There has been a preliminary report that furifosmin, like the other lipophilic 99mTc cations sestamibi and tetrofosmin, is a substrate for P-glycoprotein, the membrane transporter that is a mechanism of multidrug resistance (MDR) in tumors. This has been further investigated in the rat mammary carcinoma cell line MatB/WT and its doxorubicin-selected resistant variant MatB/AdrR.. In vitro studies were performed by adding furifosmin to stirred single-cell suspensions of MatB/WT and MatB/AdrR in the presence or absence of the Pgp-modulating drug PSC833. Dynamic imaging studies over 30 min were performed in rats bearing MatB/WT or MatB/AdrR tumors growing in the leg.. Accumulation of furifosmin in MatB/AdrR cells in vitro was much lower than that in MatB/WT cells.
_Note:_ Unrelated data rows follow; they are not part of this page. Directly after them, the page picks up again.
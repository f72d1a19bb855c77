use anyhow::{Context, Result};
use serde::{Deserialize, Serialize};
use std::fs;
use std::io::Write;
use std::path::{Path, PathBuf};
use std::sync::{Arc, PoisonError, RwLock, RwLockReadGuard};

use tagview_types::Credentials;

use crate::api::DEFAULT_BASE_URL;
use crate::services::{AnchorStore, AuthProvider, SettingsProvider};

/// Environment variable overriding the configured board url
pub const SERVER_URL_ENV: &str = "TAGVIEW_SERVER_URL";

/// Board account used for favorites
#[derive(Debug, Clone, Default, PartialEq, Eq, Serialize, Deserialize)]
pub struct Account {
    pub username: Option<String>,
    pub api_key: Option<String>,
}

impl Account {
    /// Credentials, when both halves are filled in
    pub fn credentials(&self) -> Option<Credentials> {
        let username = self.username.as_deref().map(str::trim).filter(|u| !u.is_empty())?;
        let api_key = self.api_key.as_deref().map(str::trim).filter(|k| !k.is_empty())?;
        Some(Credentials {
            username: username.to_string(),
            api_key: api_key.to_string(),
        })
    }
}

/// Client settings stored locally
#[derive(Debug, Clone, PartialEq, Serialize, Deserialize)]
#[serde(default)]
pub struct ClientSettings {
    pub base_url: String,
    pub proxy_url: Option<String>,
    /// Maximum number of posts kept in the window
    pub page_size: usize,
    /// Posts requested per page load
    pub fetch_limit: u32,
    /// Tag search the feed is built from
    pub tags: String,
    pub account: Account,
}

impl Default for ClientSettings {
    fn default() -> Self {
        Self {
            base_url: DEFAULT_BASE_URL.to_string(),
            proxy_url: None,
            page_size: 300,
            fetch_limit: 75,
            tags: String::new(),
            account: Account::default(),
        }
    }
}

/// Shared, mutable settings. Readers always see the latest values, so page
/// size or credentials can change mid-session.
#[derive(Debug, Clone, Default)]
pub struct SettingsHandle {
    inner: Arc<RwLock<ClientSettings>>,
}

impl SettingsHandle {
    pub fn new(settings: ClientSettings) -> Self {
        Self {
            inner: Arc::new(RwLock::new(settings)),
        }
    }

    pub fn snapshot(&self) -> ClientSettings {
        self.read().clone()
    }

    pub fn update<F>(&self, f: F)
    where
        F: FnOnce(&mut ClientSettings),
    {
        let mut settings = self.inner.write().unwrap_or_else(PoisonError::into_inner);
        f(&mut settings);
        log::debug!("settings updated: page_size={}", settings.page_size);
    }

    fn read(&self) -> RwLockReadGuard<'_, ClientSettings> {
        self.inner.read().unwrap_or_else(PoisonError::into_inner)
    }
}

impl SettingsProvider for SettingsHandle {
    fn page_size(&self) -> usize {
        self.read().page_size
    }

    fn proxy_url(&self) -> Option<String> {
        self.read()
            .proxy_url
            .clone()
            .filter(|p| !p.trim().is_empty())
    }
}

impl AuthProvider for SettingsHandle {
    fn credentials(&self) -> Option<Credentials> {
        self.read().account.credentials()
    }
}

/// On-disk shape of the anchor file
#[derive(Debug, Default, Serialize, Deserialize)]
struct AnchorFile {
    first_post_id: Option<i64>,
}

/// Anchor persisted as a small JSON file
#[derive(Debug, Clone)]
pub struct FileAnchorStore {
    file_path: PathBuf,
}

impl FileAnchorStore {
    pub fn new(file_path: impl Into<PathBuf>) -> Self {
        Self {
            file_path: file_path.into(),
        }
    }

    pub fn path(&self) -> &Path {
        &self.file_path
    }
}

impl AnchorStore for FileAnchorStore {
    fn saved_first_post_id(&self) -> Result<Option<i64>> {
        if !self.file_path.exists() {
            return Ok(None);
        }

        let json = fs::read_to_string(&self.file_path).context("Failed to read anchor file")?;

        match serde_json::from_str::<AnchorFile>(&json) {
            Ok(anchor) => Ok(anchor.first_post_id),
            Err(e) => {
                log::warn!("Anchor file is corrupted, ignoring it: {}", e);
                Ok(None)
            }
        }
    }

    fn save_first_post_id(&self, id: Option<i64>) -> Result<()> {
        if let Some(parent) = self.file_path.parent() {
            fs::create_dir_all(parent).context("Failed to create anchor directory")?;
        }

        let json = serde_json::to_string(&AnchorFile { first_post_id: id })
            .context("Failed to serialize anchor")?;

        // Write to a temporary file, then rename over the old one
        let temp_path = self.file_path.with_extension("tmp");
        let mut file =
            fs::File::create(&temp_path).context("Failed to create temporary anchor file")?;
        file.write_all(json.as_bytes())
            .context("Failed to write anchor")?;
        drop(file);

        fs::rename(&temp_path, &self.file_path).context("Failed to rename temporary anchor file")?;
        Ok(())
    }
}

/// Pick the board url: the environment wins over the settings file
pub fn resolve_base_url(configured: &str, env_override: Option<String>) -> String {
    env_override
        .map(|url| url.trim().to_string())
        .filter(|url| !url.is_empty())
        .unwrap_or_else(|| configured.to_string())
}

/// Configuration manager for the .tagview directory
pub struct ConfigManager {
    config_dir: PathBuf,
}

impl ConfigManager {
    /// Create a config manager rooted at `~/.tagview`
    pub fn new() -> Result<Self> {
        let home_dir = dirs::home_dir().context("Could not determine home directory")?;
        Self::with_dir(home_dir.join(".tagview"))
    }

    /// Create a config manager rooted at an explicit directory
    pub fn with_dir(config_dir: impl Into<PathBuf>) -> Result<Self> {
        let config_dir = config_dir.into();

        if !config_dir.exists() {
            fs::create_dir_all(&config_dir).context("Failed to create config directory")?;
        }

        Ok(Self { config_dir })
    }

    pub fn config_dir(&self) -> &Path {
        &self.config_dir
    }

    fn get_settings_file(&self) -> PathBuf {
        self.config_dir.join("settings.json")
    }

    fn get_anchor_file(&self) -> PathBuf {
        self.config_dir.join("anchor.json")
    }

    /// Load settings, falling back to defaults when none are saved yet
    pub fn load_settings(&self) -> Result<ClientSettings> {
        let settings_file = self.get_settings_file();

        let mut settings = if settings_file.exists() {
            let json =
                fs::read_to_string(&settings_file).context("Failed to read settings file")?;
            serde_json::from_str(&json).context("Failed to parse settings")?
        } else {
            ClientSettings::default()
        };

        settings.base_url =
            resolve_base_url(&settings.base_url, std::env::var(SERVER_URL_ENV).ok());
        Ok(settings)
    }

    /// Save settings
    pub fn save_settings(&self, settings: &ClientSettings) -> Result<()> {
        let json =
            serde_json::to_string_pretty(settings).context("Failed to serialize settings")?;

        fs::write(self.get_settings_file(), json).context("Failed to write settings file")?;

        log::info!("Saved settings to {}", self.config_dir.display());
        Ok(())
    }

    /// Anchor store living next to the settings file
    pub fn anchor_store(&self) -> FileAnchorStore {
        FileAnchorStore::new(self.get_anchor_file())
    }
}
The addition of 1 microM PSC833 increased the plateau accumulation in MatB/AdrR cells 2.4-fold, but did not affect accumulation in MatB/WT cells. In rats, furifosmin accumulated rapidly in MatB/WT tumors and washed out with a mean t3 of 78 min. Washout from MAtB/AdrR tumors was more rapid, with a t3 of 46 min (p < 0.025). Following dissection of animals at 30 min, mean tumor-to-muscle ratios were 1.57 and 1.05 in MatB/WT and MatB/ AdrR tumors, respectively (p < 0.025).. Furifosmin is suitable for functional imaging of multidrug resistance in tumors.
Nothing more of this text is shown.